Ce petit livre se compose de lettres écrites, au cours d'un voyage dans l'Amérique du Nord, juste à la veille de la guerre. Elles sont sans aucune prétention : leur seul mérite est d'avoir été rédigées sur place, au jour le jour, sous l'impression directe des choses et des gens.

New-York, le 1er juin 1914.

Les choses belles ne sont pas nécessairement grandes, mais il y a dans les choses vraiment grandes un élément certain de beauté. Telle est l'impression que m'a laissée New- York, que je n'avais pas vu depuis dix ans.

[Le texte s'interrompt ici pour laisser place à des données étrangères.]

//! Two-axis line chart rendered with plotters and written as PNG.

use crate::layout::{value_range, x_axis_end, x_label_count};
use crate::traits::ChartRenderer;
use async_trait::async_trait;
use ndvi_common::{parse_hex_color, AlignedSeries, NdviError, Result};
use ndvi_config::ChartConfig;
use plotters::prelude::*;
use std::io::Cursor;
use std::path::{Path, PathBuf};
use tracing::{debug, info};

/// Renders the field series on a left axis and the external series on a right axis.
pub struct PngChartRenderer {
    config: ChartConfig,
    output_path: PathBuf,
}

impl PngChartRenderer {
    /// Creates a renderer writing to `output_path`.
    pub fn new(config: ChartConfig, output_path: impl Into<PathBuf>) -> Self {
        Self {
            config,
            output_path: output_path.into(),
        }
    }

    /// Path the chart is written to.
    pub fn output_path(&self) -> &Path {
        &self.output_path
    }

    /// Draws the chart and returns it PNG encoded.
    ///
    /// Drawing is synchronous, so it runs on the blocking pool.
    pub async fn render_to_bytes(
        &self,
        series: &AlignedSeries,
        entity_index: usize,
    ) -> Result<Vec<u8>> {
        let config = self.config.clone();
        let series = series.clone();
        let title = self.config.title_for(entity_index);

        tokio::task::spawn_blocking(move || draw_chart(&config, &series, &title))
            .await
            .map_err(|e| NdviError::render_with_source("Chart drawing task failed", e))?
    }
}

#[async_trait]
impl ChartRenderer for PngChartRenderer {
    async fn render(&self, series: &AlignedSeries, entity_index: usize) -> Result<()> {
        let png = self.render_to_bytes(series, entity_index).await?;
        write_atomically(&self.output_path, &png).await?;

        info!(
            entity_index,
            points = series.len(),
            bytes = png.len(),
            path = %self.output_path.display(),
            "Rendered chart"
        );
        Ok(())
    }

    fn name(&self) -> &'static str {
        "png"
    }
}

/// Writes `bytes` next to `path` and renames over it, so readers never see a partial image.
pub async fn write_atomically(path: &Path, bytes: &[u8]) -> Result<()> {
    if let Some(parent) = path.parent().filter(|p| !p.as_os_str().is_empty()) {
        tokio::fs::create_dir_all(parent).await?;
    }

    let mut staging = path.as_os_str().to_owned();
    staging.push(".tmp");
    let staging = PathBuf::from(staging);

    tokio::fs::write(&staging, bytes).await?;
    tokio::fs::rename(&staging, path).await?;
    debug!(path = %path.display(), "Replaced chart file");
    Ok(())
}

fn color(hex: &str) -> RGBColor {
    parse_hex_color(hex).map_or(RGBColor(0, 0, 0), |(r, g, b)| RGBColor(r, g, b))
}

fn draw_error<E: std::fmt::Debug>(err: E) -> NdviError {
    NdviError::render(format!("Failed to draw chart: {err:?}"))
}

fn draw_chart(config: &ChartConfig, series: &AlignedSeries, title: &str) -> Result<Vec<u8>> {
    let (width, height) = (config.width, config.height);
    let mut buffer = vec![0u8; width as usize * height as usize * 3];

    {
        let root = BitMapBackend::with_buffer(&mut buffer, (width, height)).into_drawing_area();
        root.fill(&color(&config.background_color))
            .map_err(draw_error)?;

        let x_end = x_axis_end(series.len());
        let (primary_low, primary_high) = value_range(&series.primary, config.primary.axis_max);
        let (secondary_low, secondary_high) =
            value_range(&series.secondary, config.secondary.axis_max);

        let mut chart = ChartBuilder::on(&root)
            .caption(title, ("sans-serif", 22))
            .margin(16)
            .x_label_area_size(48)
            .y_label_area_size(56)
            .right_y_label_area_size(56)
            .build_cartesian_2d(0usize..x_end, primary_low..primary_high)
            .map_err(draw_error)?
            .set_secondary_coord(0usize..x_end, secondary_low..secondary_high);

        let labels = &series.labels;
        let format_label = |x: &usize| labels.get(*x).map(ToString::to_string).unwrap_or_default();

        chart
            .configure_mesh()
            .x_labels(x_label_count(series.len(), config.max_x_ticks))
            .x_label_formatter(&format_label)
            .y_desc(config.primary.label.as_str())
            .draw()
            .map_err(draw_error)?;

        chart
            .configure_secondary_axes()
            .y_desc(config.secondary.label.as_str())
            .draw()
            .map_err(draw_error)?;

        let primary_color = color(&config.primary.color);
        let secondary_color = color(&config.secondary.color);

        if !series.is_empty() {
            chart
                .draw_series(
                    AreaSeries::new(
                        series.primary.iter().copied().enumerate(),
                        primary_low,
                        primary_color.mix(0.2),
                    )
                    .border_style(primary_color.stroke_width(2)),
                )
                .map_err(draw_error)?
                .label(config.primary.label.as_str())
                .legend(move |(x, y)| {
                    PathElement::new(vec![(x, y), (x + 16, y)], primary_color.stroke_width(2))
                });

            chart
                .draw_secondary_series(LineSeries::new(
                    series.secondary.iter().copied().enumerate(),
                    secondary_color.stroke_width(2),
                ))
                .map_err(draw_error)?
                .label(config.secondary.label.as_str())
                .legend(move |(x, y)| {
                    PathElement::new(vec![(x, y), (x + 16, y)], secondary_color.stroke_width(2))
                });

            chart
                .configure_series_labels()
                .position(SeriesLabelPosition::UpperLeft)
                .background_style(WHITE.mix(0.8))
                .border_style(BLACK)
                .draw()
                .map_err(draw_error)?;
        }

        root.present().map_err(draw_error)?;
    }

    encode_png(width, height, buffer)
}

fn encode_png(width: u32, height: u32, buffer: Vec<u8>) -> Result<Vec<u8>> {
    let image = image::RgbImage::from_raw(width, height, buffer)
        .ok_or_else(|| NdviError::render("Bitmap buffer does not match chart dimensions"))?;

    let mut png = Cursor::new(Vec::new());
    image
        .write_to(&mut png, image::ImageOutputFormat::Png)
        .map_err(|e| NdviError::render_with_source("Failed to encode PNG", e))?;
    Ok(png.into_inner())
}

Le charme des États-Unis (et ils ont un indiscutable charme), c'est leur exotisme. Quelques apparences, toutes superficielles, y sont anglaises ; en réalité, il s'agit bien d'un nouveau monde, n'ayant plus qu'une parenté lointaine avec l'ancien continent.




La nature d'abord est taillée dans des proportions plus larges. Par une chaude et merveilleuse nuit de mai, l'arrivée dans la rade, avec les mille lumières des étoiles et les lumières presque aussi nombreuses de la côte, évoque quelque rêve de nature et d'humanité tropicales. Voici, sur la pointe extrême de la terre, en face de l'Atlantique, les illuminations violentes de Coney Island (leur Magic City). De près, ce serait un spectacle vulgaire. De loin, c'est une évocation un peu mystérieuse de fête et de luxe. Et puis, tout au fond, à une hauteur énorme et comme invraisemblable, voilà les buildings géants, dont l'éclairage sur l'horizon sombre produit un effet d'extraordinaire lanterne magique. Tout cela est énorme, et l'on comprend un peu que les Américains, quand ils viennent chez nous, trouvent tout petit.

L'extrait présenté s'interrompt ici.